There is material below. Print exactly the lines starting at the line with "use crate::sync::pull::PullEngine;" and ending at the line with "pub enum RepoError", ends included, and no others.

*** Opening of Study material ***

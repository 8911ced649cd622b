use std::collections::HashMap;
use std::path::{Path, PathBuf};

use tracing::{Instrument, debug, info, info_span};

use super::gate::{ConfirmationGate, DeletionSide, PendingDeletion};
use super::local::{self, LocalEntry};
use super::report::{SyncAction, SyncOptions, SyncOutcome, SyncReporter};
use super::store::{EntryKind, KindFilter, RemoteEntry, RemoteId, RemoteStore};
use super::{SyncError, Tally, child_rel, confirm_deletions};

/// Remote side of a pending directory: either known, or to be created
/// right before the directory is processed.
enum RemoteFolder {
    Existing(RemoteId),
    Missing { parent: RemoteId, name: String },
}

struct Frame {
    local: PathBuf,
    remote: RemoteFolder,
    rel: String,
}

enum Level {
    Descend(Vec<Frame>),
    Aborted,
}

/// Mirrors a local tree onto a remote folder. Remote entries without a
/// local counterpart are deleted; existing remote files are overwritten
/// only when the local copy changed after `reference_time`.
pub struct PushEngine<'a, S> {
    store: &'a S,
    options: SyncOptions,
    gate: &'a mut dyn ConfirmationGate,
    tally: Tally<'a>,
}

impl<'a, S: RemoteStore> PushEngine<'a, S> {
    pub fn new(
        store: &'a S,
        options: SyncOptions,
        gate: &'a mut dyn ConfirmationGate,
        reporter: &'a mut dyn SyncReporter,
    ) -> Self {
        Self {
            store,
            options,
            gate,
            tally: Tally::new(reporter),
        }
    }

    pub async fn push(
        mut self,
        local_root: &Path,
        remote_root: &RemoteId,
    ) -> Result<SyncOutcome, SyncError> {
        let span = info_span!("push", local = %local_root.display(), remote = %remote_root);
        async move {
            let mut stack = vec![Frame {
                local: local_root.to_path_buf(),
                remote: RemoteFolder::Existing(remote_root.clone()),
                rel: String::new(),
            }];
            while let Some(frame) = stack.pop() {
                let Some(remote_id) = self.materialize(frame.remote, &frame.rel).await else {
                    continue;
                };
                match self.push_level(&frame.local, &remote_id, &frame.rel).await? {
                    Level::Descend(children) => stack.extend(children.into_iter().rev()),
                    Level::Aborted => {
                        info!(at = %frame.rel, "deletion declined; push aborted");
                        return Ok(SyncOutcome::Aborted(self.tally.report));
                    }
                }
            }
            Ok(SyncOutcome::Completed(self.tally.report))
        }
        .instrument(span)
        .await
    }

    async fn materialize(&mut self, remote: RemoteFolder, rel: &str) -> Option<RemoteId> {
        match remote {
            RemoteFolder::Existing(id) => Some(id),
            RemoteFolder::Missing { parent, name } => {
                self.tally.announce(SyncAction::CreateFolder, rel);
                match self.store.create_folder(&parent, &name).await {
                    Ok(id) => {
                        self.tally.done(SyncAction::CreateFolder);
                        Some(id)
                    }
                    Err(err) => {
                        self.tally.fail(rel, &err);
                        None
                    }
                }
            }
        }
    }

    async fn push_level(
        &mut self,
        dir: &Path,
        remote_id: &RemoteId,
        rel: &str,
    ) -> Result<Level, SyncError> {
        let local::LocalListing {
            entries: local_entries,
            unreadable,
        } = local::list_local(dir)
            .await
            .map_err(|source| SyncError::LocalListing {
                path: dir.to_path_buf(),
                source,
            })?;
        let remote_entries: Vec<RemoteEntry> = self
            .store
            .list_children(remote_id, KindFilter::All)
            .await
            .map_err(|source| SyncError::RemoteListing {
                folder: remote_id.clone(),
                source,
            })?
            .into_iter()
            .filter(|entry| !local::is_internal(&entry.name))
            .collect();
        debug!(
            dir = %dir.display(),
            local = local_entries.len(),
            remote = remote_entries.len(),
            "comparing level"
        );

        let local_kinds: HashMap<&str, EntryKind> = local_entries
            .iter()
            .map(|entry| (entry.name.as_str(), entry.kind))
            .collect();
        // A local name of unknown kind still exists; its remote twin stays.
        let (stale, remote_entries): (Vec<RemoteEntry>, Vec<RemoteEntry>) =
            remote_entries.into_iter().partition(|entry| {
                !unreadable.contains(&entry.name)
                    && local_kinds.get(entry.name.as_str()) != Some(&entry.kind)
            });

        if !stale.is_empty() {
            let pending: Vec<PendingDeletion> = stale
                .iter()
                .map(|entry| PendingDeletion {
                    path: child_rel(rel, &entry.name),
                    kind: entry.kind,
                })
                .collect();
            if !confirm_deletions(&self.options, self.gate, DeletionSide::Remote, &pending) {
                return Ok(Level::Aborted);
            }
            for (entry, pending) in stale.iter().zip(&pending) {
                self.tally.announce(SyncAction::Delete, &pending.path);
                match self.store.delete_entry(&entry.id).await {
                    Ok(()) => self.tally.done(SyncAction::Delete),
                    Err(err) => self.tally.fail(&pending.path, &err),
                }
            }
        }

        let remote_by_name: HashMap<&str, &RemoteEntry> = remote_entries
            .iter()
            .map(|entry| (entry.name.as_str(), entry))
            .collect();
        let mut children = Vec::new();
        for entry in &local_entries {
            let entry_rel = child_rel(rel, &entry.name);
            let counterpart = remote_by_name.get(entry.name.as_str()).copied();
            match entry.kind {
                EntryKind::File => {
                    self.push_file(entry, counterpart, remote_id, &entry_rel)
                        .await
                }
                EntryKind::Folder => children.push(Frame {
                    local: entry.path.clone(),
                    remote: match counterpart {
                        Some(remote) => RemoteFolder::Existing(remote.id.clone()),
                        None => RemoteFolder::Missing {
                            parent: remote_id.clone(),
                            name: entry.name.clone(),
                        },
                    },
                    rel: entry_rel,
                }),
            }
        }
        Ok(Level::Descend(children))
    }

    async fn push_file(
        &mut self,
        entry: &LocalEntry,
        counterpart: Option<&RemoteEntry>,
        parent: &RemoteId,
        rel: &str,
    ) {
        let Some(remote) = counterpart else {
            self.tally.announce(SyncAction::CreateFile, rel);
            match self.store.create_file(parent, &entry.name, &entry.path).await {
                Ok(_) => self.tally.done(SyncAction::CreateFile),
                Err(err) => self.tally.fail(rel, &err),
            }
            return;
        };

        let modified = match local::modified_secs(&entry.path).await {
            Ok(modified) => modified,
            Err(err) => {
                self.tally.fail(rel, &err);
                return;
            }
        };
        if modified <= self.options.reference_time {
            debug!(path = rel, "unchanged since last sync");
            self.tally.skip();
            return;
        }
        self.tally.announce(SyncAction::UpdateFile, rel);
        match self.store.update_file(&remote.id, &entry.path).await {
            Ok(()) => self.tally.done(SyncAction::UpdateFile),
            Err(err) => self.tally.fail(rel, &err),
        }
    }
}

#[cfg(test)]
#[path = "push_tests.rs"]
mod tests;
use std::io;
use std::path::{Path, PathBuf};

use serde::{Deserialize, Serialize};
use thiserror::Error;
use time::OffsetDateTime;
use tracing::{debug, info, warn};

use crate::sync::SyncError;
use crate::sync::gate::ConfirmationGate;
use crate::sync::local::{MARKER_FILE_NAME, MARKER_TEMP_NAME};
use crate::sync::paths::{PathError, display_name, normalize_logical};
use crate::sync::pull::PullEngine;
use crate::sync::push::PushEngine;
use crate::sync::report::{DeletionPolicy, SyncOptions, SyncOutcome, SyncReport, SyncReporter};
use crate::sync::resolver::{Creation, PathResolver, ResolveError};
use crate::sync::store::{RemoteId, RemoteStore, StoreError};

#[derive(Debug, Error)]
pub enum RepoError {
    #[error("a repository already exists in {}", .0.display())]
    Conflict(PathBuf),
    #[error("remote folder {0} already exists; use `clone` to fetch it")]
    AlreadyExists(String),
    #[error(
        "repository in {} is corrupt: remote folder {path} cannot be found; run `init` to create it again",
        root.display()
    )]
    Corrupt { root: PathBuf, path: String },
    #[error("failed to access {}: {source}", path.display())]
    Io {
        path: PathBuf,
        #[source]
        source: io::Error,
    },
    #[error("repository marker {} is invalid: {source}", path.display())]
    Json {
        path: PathBuf,
        #[source]
        source: serde_json::Error,
    },
    #[error(transparent)]
    Store(#[from] StoreError),
    #[error(transparent)]
    Sync(#[from] SyncError),
    #[error(transparent)]
    Path(#[from] PathError),
    #[error(transparent)]
    Resolve(#[from] ResolveError),
}

impl RepoError {
    pub fn is_connectivity(&self) -> bool {
        match self {
            RepoError::Store(err) => err.is_connectivity(),
            RepoError::Sync(err) => err.is_connectivity(),
            RepoError::Resolve(err) => err.is_connectivity(),
            _ => false,
        }
    }

    fn io(path: &Path, source: io::Error) -> Self {
        RepoError::Io {
            path: path.to_path_buf(),
            source,
        }
    }
}

/// Contents of the `.ydrepo` marker.
#[derive(Debug, Clone, PartialEq, Serialize, Deserialize)]
pub struct RepositoryConfig {
    /// Logical remote path, `/a/b`.
    pub path: String,
    pub name: String,
    /// Epoch seconds of the last completed push or pull.
    pub sync_time: f64,
    /// `None` when the path did not resolve at clone time.
    #[serde(default)]
    pub path_id: Option<RemoteId>,
}

impl RepositoryConfig {
    pub fn new(logical_path: &str, path_id: Option<RemoteId>) -> Result<Self, PathError> {
        Ok(Self {
            path: normalize_logical(logical_path)?,
            name: display_name(logical_path)?,
            sync_time: 0.0,
            path_id,
        })
    }

    /// `Ok(None)` when `root` holds no marker.
    pub async fn load(root: &Path) -> Result<Option<Self>, RepoError> {
        let path = marker_path(root);
        let raw = match tokio::fs::read(&path).await {
            Ok(raw) => raw,
            Err(err) if err.kind() == io::ErrorKind::NotFound => return Ok(None),
            Err(err) => return Err(RepoError::io(&path, err)),
        };
        serde_json::from_slice(&raw)
            .map(Some)
            .map_err(|source| RepoError::Json { path, source })
    }

    /// Replaces the marker through a temporary sibling.
    pub async fn save(&self, root: &Path) -> Result<(), RepoError> {
        let path = marker_path(root);
        let tmp = root.join(MARKER_TEMP_NAME);
        let json = serde_json::to_vec_pretty(self).map_err(|source| RepoError::Json {
            path: path.clone(),
            source,
        })?;
        tokio::fs::write(&tmp, json)
            .await
            .map_err(|err| RepoError::io(&tmp, err))?;
        tokio::fs::rename(&tmp, &path)
            .await
            .map_err(|err| RepoError::io(&path, err))
    }

    fn advance(&mut self, candidate: f64) {
        self.sync_time = self.sync_time.max(candidate);
    }
}

pub fn marker_path(root: &Path) -> PathBuf {
    root.join(MARKER_FILE_NAME)
}

async fn has_marker(root: &Path) -> Result<bool, RepoError> {
    let path = marker_path(root);
    tokio::fs::try_exists(&path)
        .await
        .map_err(|err| RepoError::io(&path, err))
}

fn now_secs() -> f64 {
    OffsetDateTime::now_utc().unix_timestamp_nanos() as f64 / 1e9
}

/// A local tree bound to a remote folder.
#[derive(Debug)]
pub struct Repository<S> {
    root: PathBuf,
    config: RepositoryConfig,
    store: S,
    corrupt: bool,
}

impl<S: RemoteStore> Repository<S> {
    /// Loads the binding in `root`; `Ok(None)` when there is none.
    pub async fn open(store: S, root: impl Into<PathBuf>) -> Result<Option<Self>, RepoError> {
        let root = root.into();
        let Some(config) = RepositoryConfig::load(&root).await? else {
            return Ok(None);
        };
        let corrupt = match &config.path_id {
            Some(id) => !store.folder_exists(id).await?,
            None => true,
        };
        if corrupt {
            warn!(root = %root.display(), path = %config.path, "bound remote folder is missing");
        }
        Ok(Some(Self {
            root,
            config,
            store,
            corrupt,
        }))
    }

    /// Creates `logical_path` remotely and binds `root` to it. Both an
    /// existing binding and an existing remote folder are refused.
    pub async fn init(
        store: S,
        root: impl Into<PathBuf>,
        logical_path: &str,
    ) -> Result<Self, RepoError> {
        let root = root.into();
        if has_marker(&root).await? {
            return Err(RepoError::Conflict(root));
        }
        let path = normalize_logical(logical_path)?;
        let id = match PathResolver::new(&store)
            .create_fail_if_exists(logical_path)
            .await?
        {
            Creation::Created(id) => id,
            Creation::AlreadyExists(_) => return Err(RepoError::AlreadyExists(path)),
        };
        let config = RepositoryConfig::new(logical_path, Some(id))?;
        config.save(&root).await?;
        info!(root = %root.display(), path = %config.path, "repository initialised");
        Ok(Self {
            root,
            config,
            store,
            corrupt: false,
        })
    }

    /// Binds `container/<name>` to `logical_path`, where `<name>` is the
    /// last path segment. The marker is written even when the path does not
    /// resolve; the result is then corrupt and nothing is pulled.
    pub async fn clone_into(
        store: S,
        container: &Path,
        logical_path: &str,
    ) -> Result<Self, RepoError> {
        let root = container.join(display_name(logical_path)?);
        if has_marker(&root).await? {
            return Err(RepoError::Conflict(root));
        }
        let path_id = PathResolver::new(&store).resolve(logical_path).await?;
        tokio::fs::create_dir_all(&root)
            .await
            .map_err(|err| RepoError::io(&root, err))?;
        let corrupt = path_id.is_none();
        let config = RepositoryConfig::new(logical_path, path_id)?;
        config.save(&root).await?;
        debug!(root = %root.display(), corrupt, "clone bound");
        Ok(Self {
            root,
            config,
            store,
            corrupt,
        })
    }

    pub fn root(&self) -> &Path {
        &self.root
    }

    pub fn name(&self) -> &str {
        &self.config.name
    }

    pub fn config(&self) -> &RepositoryConfig {
        &self.config
    }

    pub fn store(&self) -> &S {
        &self.store
    }

    pub fn is_corrupt(&self) -> bool {
        self.corrupt
    }

    pub async fn push(
        &mut self,
        deletion: DeletionPolicy,
        gate: &mut dyn ConfirmationGate,
        reporter: &mut dyn SyncReporter,
    ) -> Result<SyncOutcome, RepoError> {
        let remote = self.bound_folder()?;
        let started = now_secs();
        let options = SyncOptions::new(deletion, self.config.sync_time);
        let outcome = PushEngine::new(&self.store, options, gate, reporter)
            .push(&self.root, &remote)
            .await?;
        self.finish(&outcome, started).await?;
        Ok(outcome)
    }

    pub async fn pull(
        &mut self,
        deletion: DeletionPolicy,
        gate: &mut dyn ConfirmationGate,
        reporter: &mut dyn SyncReporter,
    ) -> Result<SyncOutcome, RepoError> {
        let remote = self.bound_folder()?;
        let options = SyncOptions::new(deletion, self.config.sync_time);
        let outcome = PullEngine::new(&self.store, options, gate, reporter)
            .pull(&self.root, &remote)
            .await?;
        self.finish(&outcome, now_secs()).await?;
        Ok(outcome)
    }

    fn bound_folder(&self) -> Result<RemoteId, RepoError> {
        match (&self.config.path_id, self.corrupt) {
            (Some(id), false) => Ok(id.clone()),
            _ => Err(RepoError::Corrupt {
                root: self.root.clone(),
                path: self.config.path.clone(),
            }),
        }
    }

    async fn finish(&mut self, outcome: &SyncOutcome, candidate: f64) -> Result<(), RepoError> {
        let SyncOutcome::Completed(report) = outcome else {
            debug!("sync aborted; keeping previous sync time");
            return Ok(());
        };
        warn_failures(report);
        self.config.advance(candidate);
        self.config.save(&self.root).await
    }
}

fn warn_failures(report: &SyncReport) {
    if report.failures.is_empty() {
        return;
    }
    let paths: Vec<&str> = report.failures.iter().map(|f| f.path.as_str()).collect();
    warn!(
        failed = ?paths,
        "sync time advanced although some entries failed"
    );
}

#[cfg(test)]
#[path = "repository_tests.rs"]
mod tests;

*** Close of Study material ***

▶ [Answer section]:
use crate::sync::pull::PullEngine;
use crate::sync::push::PushEngine;
use crate::sync::report::{DeletionPolicy, SyncOptions, SyncOutcome, SyncReport, SyncReporter};
use crate::sync::resolver::{Creation, PathResolver, ResolveError};
use crate::sync::store::{RemoteId, RemoteStore, StoreError};

#[derive(Debug, Error)]
pub enum RepoError {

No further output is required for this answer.